The 13-year rule of the Yugoslav president appeared near collapse.
Hundreds of thousands of people swarmed the
capital to demand that Milosevic accept his apparent electoral defeat by
Vojislav Kostunica in the Sept. 24 election. As demonstrators charged and
riot police cowered behind helmets and shields, the federal parliament
building, the state broadcasting center and police stations fell in quick
succession.
Protesters tossed documents and portraits of
Milosevic through the broken windows of the parliament complex. Smoke
billowed from the building and from the state television headquarters
nearby.
Dozens of people were injured, according to
witnesses.
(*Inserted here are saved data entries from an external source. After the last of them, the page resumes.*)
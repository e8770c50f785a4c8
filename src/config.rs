//! Runtime configuration, loaded from environment variables at startup.

use std::path::PathBuf;
use std::time::Duration;

use tracing_subscriber::EnvFilter;

/// Settings shared by the server and the terminal client.
///
/// Every field has a default so both binaries run without any environment
/// variables set. Call `dotenvy::dotenv()` before [`Config::from_env`] to pick
/// up a `.env` file.
#[derive(Debug, Clone)]
pub struct Config {
    /// Address the server binds (`FAQ_CHAT_BIND`).
    pub bind_address: String,

    /// sqlx SQLite URL of the FAQ store (`FAQ_CHAT_DATABASE_URL`).
    pub database_url: String,

    /// Load the bundled seed rows into an empty store (`FAQ_CHAT_SEED`).
    pub seed_fixtures: bool,

    /// Extra SQL script executed after seeding (`FAQ_CHAT_FIXTURE`).
    pub extra_fixture: Option<PathBuf>,

    /// Pause between streamed reply chunks (`FAQ_CHAT_STREAM_DELAY_MS`).
    pub stream_delay: Duration,

    /// Full URL of the `/chat` endpoint used by the client (`FAQ_CHAT_ENDPOINT`).
    pub chat_endpoint: String,

    /// `tracing` filter used when `RUST_LOG` is unset (`FAQ_CHAT_LOG`).
    pub log_level: String,
}

impl Config {
    pub fn from_env() -> Self {
        Self {
            bind_address: env_or("FAQ_CHAT_BIND", "0.0.0.0:3000"),
            database_url: env_or("FAQ_CHAT_DATABASE_URL", "sqlite://data.db"),
            seed_fixtures: std::env::var("FAQ_CHAT_SEED")
                .map(|v| parse_bool(&v))
                .unwrap_or(true),
            extra_fixture: std::env::var("FAQ_CHAT_FIXTURE")
                .ok()
                .filter(|v| !v.trim().is_empty())
                .map(PathBuf::from),
            stream_delay: Duration::from_millis(parse_env("FAQ_CHAT_STREAM_DELAY_MS", 25)),
            chat_endpoint: env_or("FAQ_CHAT_ENDPOINT", "http://localhost:3000/chat"),
            log_level: env_or("FAQ_CHAT_LOG", "info"),
        }
    }
}

/// Install the global `tracing` subscriber, writing to stderr.
///
/// `RUST_LOG` wins over `default_filter`; an unparsable filter falls back to `info`.
pub fn init_tracing(default_filter: &str) {
    let env_filter = match EnvFilter::try_from_default_env() {
        Ok(f) => f,
        Err(_) => match default_filter.parse::<EnvFilter>() {
            Ok(f) => f,
            Err(e) => {
                eprintln!("WARN: '{default_filter}' is not a valid tracing filter ({e}); falling back to 'info'");
                EnvFilter::new("info")
            }
        },
    };

    tracing_subscriber::fmt()
        .with_env_filter(env_filter)
        .with_writer(std::io::stderr)
        .with_target(true)
        .init();
}

fn env_or(key: &str, default: &str) -> String {
    std::env::var(key).unwrap_or_else(|_| default.to_owned())
}

fn parse_env<T: std::str::FromStr>(key: &str, default: T) -> T {
    std::env::var(key)
        .ok()
        .and_then(|v| v.parse().ok())
        .unwrap_or(default)
}

fn parse_bool(value: &str) -> bool {
    let value = value.trim();
    value == "1" || value.eq_ignore_ascii_case("true") || value.eq_ignore_ascii_case("yes")
}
Some police who fired on demonstrators were beaten.
"What we are doing today is making
history," Kostunica proclaimed during an evening speech in front of
Belgrade city hall, across from parliament. "We call on the military
and police to do everything to ensure a peaceful transition of
power."
Independent B-92 radio said Kostunica called
an inaugural session of the new parliament for late today.
The crowd chanted for Milosevic's arrest.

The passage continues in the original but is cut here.